The whole process easily can take a year or more and costs multiple millions. If this would be your money, you would be very careful how you would spend it as well. The end result is that only a handful of new services are launched. Only those that are expected to be immediate successes.
This process is a very “useful” process for driving down large integration and network equipment costs. However it is not an innovation stimulating process.
How can you bring innovation back to telecom?
The first step is to avoid a small set of marketing people to take decisions on what is a good service or not. The only person that can legitimately decide if a service is good is the end-user.
The dotcoms therefore launch very often incremental and new services. They monitor in detail which ones, users like. It is even possible that different alternatives are launched in parallel to see which of them the users prefer. Direct feedback is critical. If a service is not picking up or users complain about it, it gets killed quickly. Services that get good feedback are continuously improved, based on user´s feedback.

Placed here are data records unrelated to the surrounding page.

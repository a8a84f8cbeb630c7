//! `reclaim` -- free disk space on a recording server.
//!
//! Deletes unpinned, finished recordings in listing order until the
//! requested number of bytes has been reclaimed.
//!
//! # Environment variables
//!
//! | Variable     | Required | Description                                 |
//! |--------------|----------|---------------------------------------------|
//! | `SRVURL`     | yes      | Server base URL, e.g. `https://host:8443`   |
//! | `SRVUSR`     | no       | Basic-auth username                         |
//! | `SRVPSS`     | no       | Basic-auth password                         |
//! | `VERIFY_TLS` | no       | Verify the server certificate (default off) |
//! | `RECOVER`    | yes      | Bytes of disk space to free                 |

use ctbrec_client::RecClient;
use tracing_subscriber::{layer::SubscriberExt, util::SubscriberInitExt};

#[tokio::main]
async fn main() {
    dotenvy::dotenv().ok();

    tracing_subscriber::registry()
        .with(
            tracing_subscriber::EnvFilter::try_from_default_env()
                .unwrap_or_else(|_| "reclaim=info,ctbrec_ops=info,ctbrec_client=info".into()),
        )
        .with(tracing_subscriber::fmt::layer())
        .init();

    let config = ctbrec_ops::env::client_config();
    let recover_bytes = ctbrec_ops::env::recover_bytes();

    let client = match RecClient::connect(config).await {
        Ok(client) => client,
        Err(error) => {
            tracing::error!(error = %error, "failed to connect to server");
            std::process::exit(1);
        }
    };

    if let Err(error) = ctbrec_ops::reclaim::run(&client, recover_bytes).await {
        tracing::error!(error = %error, "space reclamation failed");
        std::process::exit(1);
    }
}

How to apply “try often, kill quickly” to the telecom world?
The major show-stopper is the telecom architectural complexity. Although a marketing person has a good idea, it often takes months to update all the systems. The reason is that network operations, business logic and user data are scattered over multiple systems and departments.
To solve this problem, services and data should be separated from the network. Google´s technological differentiator is their generic data store a.k.a. Bigtable. Bigtable is an in-house developed generic high-volume, always-available data store. More than 60 services are reported to be using this common data store. Services as different as docs, maps, app engine, etc.
Google has over a million servers. Maintenance and operations are fully automated. Software is written in such a way that failure of hardware is assumed. Hardware are not top-end but instead commodity rather low-end servers. Software can easily extend over hundreds of servers.
Applications are isolated and use the servers and data through standard interfaces.
I can´t throw away my legacy
Of course an established operator can not throw away their legacy systems. So until we have a common data store and isolation between software and hardware what can we do?
The trick is to start small, move quickly and use asset exposure. Isolate the legacy systems and expose simple APIs to the telecom assets. Via asset exposure a lot of the “hard-coded” SS7 services can be substituted with network intelligence in the cloud. Mini applications can be written by anybody from a large multinational to an individual developer. As long as users can pick their preferred services and applications from the “net app store”.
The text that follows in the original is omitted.